Throughout this process, all project actions are consistently monitored, enforced, and reported to stakeholders through Mercury dashboards. Project status can be viewed in any number of ways, depending on the requirements and interests of each executive team member. Major projects with multiple independent components are typically termed “programs,” with individual components managed as projects within the program. Each project in a program is managed independently, but tied to the overall program schedule, with all data in the projects automatically rolled up into a single program view.
A typical project dashboard format (see Exhibit H) would include summary information such as business sponsor, project manager, start and end dates, and budget, as well as completion status and detailed performance-to-date against schedule and budget. These dashboards offer drill-down access to more detailed information in each category by clicking on the item of interest.

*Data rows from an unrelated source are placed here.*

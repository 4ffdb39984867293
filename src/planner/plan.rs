use std::collections::HashSet;

use rand::Rng;
use serde::{Deserialize, Serialize};
use tracing::{debug, info};

use crate::error::{PlannerError, Result};
use crate::models::{Day, FoodItem, Meal, Plan, PlanMode, Preferences, Slot};
use crate::planner::composer::{
    ComposerConfig, chance, compose_for_slot, draw_meal, sample_meal_size, score_meal, search_meal,
};
use crate::planner::constants::MIN_DAY_MEAL_ITEMS;
use crate::planner::targets::{MacroTarget, daily_target, slot_targets};

/// Meals the caller has locked, as `(day, meal)` indices.
pub type MealLocks = HashSet<(usize, usize)>;

/// Everything the plan composer needs, resolved from preferences.
#[derive(Debug, Clone, PartialEq, Serialize, Deserialize)]
pub struct PlanRequest {
    pub days: usize,
    pub meal_count: usize,
    pub max_items: usize,
    pub mode: PlanMode,
    pub daily: MacroTarget,
}

impl PlanRequest {
    pub fn from_preferences(prefs: &Preferences) -> Result<Self> {
        prefs.validate()?;
        Ok(Self {
            days: prefs.days,
            meal_count: prefs.meal_count,
            max_items: prefs.max_items,
            mode: prefs.mode,
            daily: daily_target(prefs)?,
        })
    }

    /// Slot and target for each meal of a day, in order.
    pub fn meal_targets(&self) -> Vec<(Slot, MacroTarget)> {
        let slots = Slot::layout(self.meal_count);
        match self.mode {
            PlanMode::Uniform => {
                let per_meal = self.daily.per_meal(self.meal_count);
                slots.into_iter().map(|s| (s, per_meal)).collect()
            }
            PlanMode::Slots => slot_targets(&self.daily, &slots),
        }
    }
}

/// Candidates for the next meal of a day: items not yet used today, plus each
/// used item with probability `reuse_probability`.
fn fresh_candidates<'a, R: Rng + ?Sized>(
    all: &[&'a FoodItem],
    used: &HashSet<&str>,
    reuse_probability: f64,
    rng: &mut R,
) -> Vec<&'a FoodItem> {
    all.iter()
        .copied()
        .filter(|f| !used.contains(f.name.as_str()) || chance(rng, reuse_probability))
        .collect()
}

/// Compose a day of `meal_count` meals against uniform per-meal targets.
///
/// Runs `day_trials` whole-day samples and keeps the day with the lowest
/// summed meal score. Within a trial, items already used that day are mostly
/// kept out of later meals.
pub fn build_day<R: Rng + ?Sized>(
    pool: &[FoodItem],
    target: &MacroTarget,
    meal_count: usize,
    max_items: usize,
    config: &ComposerConfig,
    rng: &mut R,
) -> Day {
    let slots = Slot::layout(meal_count);
    let all: Vec<&FoodItem> = pool.iter().collect();
    if all.is_empty() || slots.is_empty() {
        return Day::default();
    }

    let meal_target = target.per_meal(meal_count);
    let mut best: Option<(Vec<Vec<&FoodItem>>, f64)> = None;

    'trials: for _ in 0..config.day_trials.max(1) {
        let mut used: HashSet<&str> = HashSet::new();
        let mut meals = Vec::with_capacity(slots.len());
        let mut total = 0.0;

        for _ in &slots {
            let k = sample_meal_size(rng, config, max_items, all.len(), MIN_DAY_MEAL_ITEMS);
            let mut candidates = fresh_candidates(&all, &used, config.reuse_probability, rng);
            if candidates.len() < k {
                candidates = all.clone();
            }
            if candidates.is_empty() {
                continue 'trials;
            }

            let items = draw_meal(&candidates, k, config, rng);
            total += score_meal(&items, &meal_target);
            used.extend(items.iter().map(|&f| f.name.as_str()));
            meals.push(items);
        }

        if best.as_ref().is_none_or(|(_, s)| total < *s) {
            best = Some((meals, total));
        }
    }

    match best {
        Some((meals, score)) => {
            debug!(score, meals = meals.len(), "Composed day");
            Day {
                meals: slots
                    .into_iter()
                    .zip(meals)
                    .map(|(slot, items)| Meal::new(slot, items))
                    .collect(),
            }
        }
        None => Day::default(),
    }
}

/// Compose a day slot by slot against weighted per-slot targets, applying the
/// slot guardrails and the same within-day repetition bias as [`build_day`].
pub fn build_slotted_day<R: Rng + ?Sized>(
    pool: &[FoodItem],
    target: &MacroTarget,
    meal_count: usize,
    max_items: usize,
    config: &ComposerConfig,
    rng: &mut R,
) -> Day {
    let all: Vec<&FoodItem> = pool.iter().collect();
    if all.is_empty() {
        return Day::default();
    }

    let mut used: HashSet<&str> = HashSet::new();
    let mut meals = Vec::with_capacity(meal_count);

    for (slot, slot_target) in slot_targets(target, &Slot::layout(meal_count)) {
        let mut candidates = fresh_candidates(&all, &used, config.reuse_probability, rng);
        if candidates.len() < max_items.min(all.len()) {
            candidates = all.clone();
        }
        let items = compose_for_slot(&candidates, &all, &slot_target, max_items, slot, config, rng);
        used.extend(items.iter().map(|&f| f.name.as_str()));
        meals.push(Meal::new(slot, items));
    }

    Day { meals }
}

fn compose_day<R: Rng + ?Sized>(
    pool: &[FoodItem],
    request: &PlanRequest,
    config: &ComposerConfig,
    rng: &mut R,
) -> Day {
    match request.mode {
        PlanMode::Uniform => build_day(
            pool,
            &request.daily,
            request.meal_count,
            request.max_items,
            config,
            rng,
        ),
        PlanMode::Slots => build_slotted_day(
            pool,
            &request.daily,
            request.meal_count,
            request.max_items,
            config,
            rng,
        ),
    }
}

/// Compose a whole plan: one independent day per requested day.
pub fn generate_plan<R: Rng + ?Sized>(
    pool: &[FoodItem],
    request: &PlanRequest,
    config: &ComposerConfig,
    rng: &mut R,
) -> Plan {
    info!(
        days = request.days,
        meals = request.meal_count,
        pool = pool.len(),
        kcal = request.daily.kcal,
        "Generating plan"
    );

    Plan {
        days: (0..request.days)
            .map(|_| compose_day(pool, request, config, rng))
            .collect(),
    }
}

/// Replace one day of an existing plan.
pub fn regenerate_day<R: Rng + ?Sized>(
    plan: &mut Plan,
    day: usize,
    pool: &[FoodItem],
    request: &PlanRequest,
    config: &ComposerConfig,
    rng: &mut R,
) -> Result<()> {
    let len = plan.days.len();
    let slot = plan.days.get_mut(day).ok_or(PlannerError::IndexOutOfRange {
        what: "day",
        index: day,
        len,
    })?;
    *slot = compose_day(pool, request, config, rng);
    Ok(())
}

/// Replace one meal, keeping its slot. Items used by the other meals of the
/// same day are discouraged the same way as during day composition.
pub fn regenerate_meal<R: Rng + ?Sized>(
    plan: &mut Plan,
    day: usize,
    meal: usize,
    pool: &[FoodItem],
    request: &PlanRequest,
    config: &ComposerConfig,
    rng: &mut R,
) -> Result<()> {
    let slot = plan.meal(day, meal)?.slot;
    let target = request
        .meal_targets()
        .get(meal)
        .filter(|(s, _)| *s == slot)
        .map(|(_, t)| *t)
        .unwrap_or_else(|| match request.mode {
            PlanMode::Uniform => request.daily.per_meal(request.meal_count),
            PlanMode::Slots => request.daily.scaled(slot.weight()),
        });

    let all: Vec<&FoodItem> = pool.iter().collect();
    let items: Vec<FoodItem> = {
        let others: HashSet<&str> = plan.days[day]
            .meals
            .iter()
            .enumerate()
            .filter(|(i, _)| *i != meal)
            .flat_map(|(_, m)| m.items.iter().map(|it| it.food.name.as_str()))
            .collect();

        let mut candidates = fresh_candidates(&all, &others, config.reuse_probability, rng);
        if candidates.len() < request.max_items.min(all.len()) {
            candidates = all.clone();
        }

        let chosen = match request.mode {
            PlanMode::Uniform => search_meal(
                &candidates,
                &target,
                request.max_items,
                MIN_DAY_MEAL_ITEMS,
                config,
                rng,
            )
            .map(|(items, _)| items)
            .unwrap_or_default(),
            PlanMode::Slots => {
                compose_for_slot(&candidates, &all, &target, request.max_items, slot, config, rng)
            }
        };
        chosen.into_iter().cloned().collect()
    };

    let refs: Vec<&FoodItem> = items.iter().collect();
    *plan.meal_mut(day, meal)? = Meal::new(slot, refs);
    Ok(())
}

/// Regenerate every meal that is not locked. Returns how many were replaced.
pub fn regenerate_unlocked<R: Rng + ?Sized>(
    plan: &mut Plan,
    locks: &MealLocks,
    pool: &[FoodItem],
    request: &PlanRequest,
    config: &ComposerConfig,
    rng: &mut R,
) -> Result<usize> {
    let positions: Vec<(usize, usize)> = plan
        .days
        .iter()
        .enumerate()
        .flat_map(|(d, day)| (0..day.meals.len()).map(move |m| (d, m)))
        .filter(|pos| !locks.contains(pos))
        .collect();

    for &(day, meal) in &positions {
        regenerate_meal(plan, day, meal, pool, request, config, rng)?;
    }
    Ok(positions.len())
}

Xcel Energy uses a measure called “project health” to give a snapshot view of each project’s status (Exhibits I and J). Seven key indicators of project health have been identified that are measured against the plan baseline including budget expended to date, budget expected at completion, milestones achieved to date, tasks completed to date, labor hours expended to date, labor hours expected at completion, and project issues. Using this data, project status is distilled into traffic signal (red—yellow—green) displays to instantly alert executives to the relative health of each project. A 10% variance (over or under) on any of the metrics automatically turns the project yellow; a 15% variance turns it red. Similarly, missing a deadline to submit project status reports immediately turns the project red. The use of agreed-upon metrics to measure project health has replaced a variety of subjective measures used by individual project managers, which made truly objective comparisons impossible.